▶ **TASK GOAL**
Looking through the records that follow, determine how many lines contain "true" and reply with that number alone.

▶ **GIVEN RECORDS**
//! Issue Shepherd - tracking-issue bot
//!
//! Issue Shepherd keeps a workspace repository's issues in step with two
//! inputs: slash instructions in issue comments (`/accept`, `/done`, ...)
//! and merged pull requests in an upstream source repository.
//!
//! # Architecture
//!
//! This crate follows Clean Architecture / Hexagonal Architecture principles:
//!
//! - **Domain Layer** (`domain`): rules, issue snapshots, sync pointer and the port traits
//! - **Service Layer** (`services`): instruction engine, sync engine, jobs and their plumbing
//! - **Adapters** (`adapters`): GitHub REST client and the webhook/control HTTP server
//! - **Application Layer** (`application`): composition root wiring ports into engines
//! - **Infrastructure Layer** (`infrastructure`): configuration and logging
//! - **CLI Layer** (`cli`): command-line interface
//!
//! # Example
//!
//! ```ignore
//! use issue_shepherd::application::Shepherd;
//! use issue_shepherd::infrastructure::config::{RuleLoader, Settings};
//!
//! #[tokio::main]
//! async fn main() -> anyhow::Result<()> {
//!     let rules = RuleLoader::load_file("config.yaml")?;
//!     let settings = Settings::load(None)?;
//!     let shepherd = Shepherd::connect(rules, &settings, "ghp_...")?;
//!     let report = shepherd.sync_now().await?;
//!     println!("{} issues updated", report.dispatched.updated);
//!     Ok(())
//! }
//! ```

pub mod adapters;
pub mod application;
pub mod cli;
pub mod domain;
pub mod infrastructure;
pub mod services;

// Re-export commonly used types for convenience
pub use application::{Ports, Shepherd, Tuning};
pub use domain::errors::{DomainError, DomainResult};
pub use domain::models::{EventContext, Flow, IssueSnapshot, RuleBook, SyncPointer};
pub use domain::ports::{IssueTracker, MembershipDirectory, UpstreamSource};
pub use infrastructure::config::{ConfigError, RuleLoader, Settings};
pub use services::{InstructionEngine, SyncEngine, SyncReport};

...

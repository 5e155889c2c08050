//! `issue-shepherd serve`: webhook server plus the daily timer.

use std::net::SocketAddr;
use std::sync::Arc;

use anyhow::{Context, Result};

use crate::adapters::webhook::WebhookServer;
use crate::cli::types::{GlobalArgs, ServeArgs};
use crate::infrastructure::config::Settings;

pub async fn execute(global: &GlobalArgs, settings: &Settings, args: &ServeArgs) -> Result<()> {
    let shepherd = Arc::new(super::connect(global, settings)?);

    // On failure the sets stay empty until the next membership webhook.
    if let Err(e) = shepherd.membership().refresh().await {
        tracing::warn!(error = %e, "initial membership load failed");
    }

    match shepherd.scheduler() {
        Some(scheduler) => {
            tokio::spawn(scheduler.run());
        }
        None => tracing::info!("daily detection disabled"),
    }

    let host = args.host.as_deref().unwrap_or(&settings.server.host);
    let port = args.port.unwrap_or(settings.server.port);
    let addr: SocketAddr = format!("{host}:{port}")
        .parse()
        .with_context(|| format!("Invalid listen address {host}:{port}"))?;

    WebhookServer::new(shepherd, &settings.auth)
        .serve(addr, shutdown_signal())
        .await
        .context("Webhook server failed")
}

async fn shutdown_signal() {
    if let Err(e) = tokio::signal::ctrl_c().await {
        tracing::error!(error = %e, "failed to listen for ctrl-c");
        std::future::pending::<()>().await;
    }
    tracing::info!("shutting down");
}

--

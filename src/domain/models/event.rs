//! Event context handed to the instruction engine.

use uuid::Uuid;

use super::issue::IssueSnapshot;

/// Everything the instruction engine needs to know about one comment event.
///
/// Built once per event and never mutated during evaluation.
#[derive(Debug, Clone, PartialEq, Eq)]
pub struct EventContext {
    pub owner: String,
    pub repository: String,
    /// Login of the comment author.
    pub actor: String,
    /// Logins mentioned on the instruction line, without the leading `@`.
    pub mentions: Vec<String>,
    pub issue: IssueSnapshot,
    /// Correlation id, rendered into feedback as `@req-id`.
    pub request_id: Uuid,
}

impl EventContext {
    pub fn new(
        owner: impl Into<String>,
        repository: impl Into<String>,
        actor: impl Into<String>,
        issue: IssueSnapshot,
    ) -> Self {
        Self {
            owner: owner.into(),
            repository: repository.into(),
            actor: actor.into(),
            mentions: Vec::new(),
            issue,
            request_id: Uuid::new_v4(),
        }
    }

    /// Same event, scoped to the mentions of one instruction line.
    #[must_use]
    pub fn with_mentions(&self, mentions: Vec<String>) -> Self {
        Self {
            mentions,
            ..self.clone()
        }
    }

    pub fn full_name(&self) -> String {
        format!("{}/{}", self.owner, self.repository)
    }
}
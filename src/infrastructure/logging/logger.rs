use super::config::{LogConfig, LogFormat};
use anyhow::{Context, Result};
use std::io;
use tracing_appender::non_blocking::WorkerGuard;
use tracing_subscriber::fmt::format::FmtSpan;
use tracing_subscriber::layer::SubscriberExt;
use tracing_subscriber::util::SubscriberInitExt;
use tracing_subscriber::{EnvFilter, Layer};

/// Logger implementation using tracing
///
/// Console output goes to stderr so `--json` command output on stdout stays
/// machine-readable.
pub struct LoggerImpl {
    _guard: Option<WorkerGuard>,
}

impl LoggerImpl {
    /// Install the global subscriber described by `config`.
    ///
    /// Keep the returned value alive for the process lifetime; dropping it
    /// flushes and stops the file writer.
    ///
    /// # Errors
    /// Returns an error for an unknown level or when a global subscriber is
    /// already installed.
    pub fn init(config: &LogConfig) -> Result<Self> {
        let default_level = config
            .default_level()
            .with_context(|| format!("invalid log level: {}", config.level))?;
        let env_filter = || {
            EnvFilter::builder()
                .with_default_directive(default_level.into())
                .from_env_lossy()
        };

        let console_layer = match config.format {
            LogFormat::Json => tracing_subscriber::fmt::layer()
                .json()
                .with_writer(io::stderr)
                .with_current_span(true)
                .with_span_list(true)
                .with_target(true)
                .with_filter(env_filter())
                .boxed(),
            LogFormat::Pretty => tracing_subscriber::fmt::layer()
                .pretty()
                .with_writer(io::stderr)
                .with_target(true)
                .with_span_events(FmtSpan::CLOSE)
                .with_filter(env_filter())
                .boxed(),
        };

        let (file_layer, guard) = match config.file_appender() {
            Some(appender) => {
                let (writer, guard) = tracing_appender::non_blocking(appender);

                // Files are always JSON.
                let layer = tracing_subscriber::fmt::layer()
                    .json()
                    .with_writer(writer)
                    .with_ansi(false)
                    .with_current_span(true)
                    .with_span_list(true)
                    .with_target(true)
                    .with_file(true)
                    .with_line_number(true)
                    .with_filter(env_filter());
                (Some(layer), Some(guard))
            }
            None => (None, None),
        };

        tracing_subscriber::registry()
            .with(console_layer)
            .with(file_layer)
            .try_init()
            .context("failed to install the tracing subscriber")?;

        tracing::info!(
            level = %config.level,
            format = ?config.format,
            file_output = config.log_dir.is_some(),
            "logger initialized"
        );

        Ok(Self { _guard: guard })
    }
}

▶ **ANSWER**
9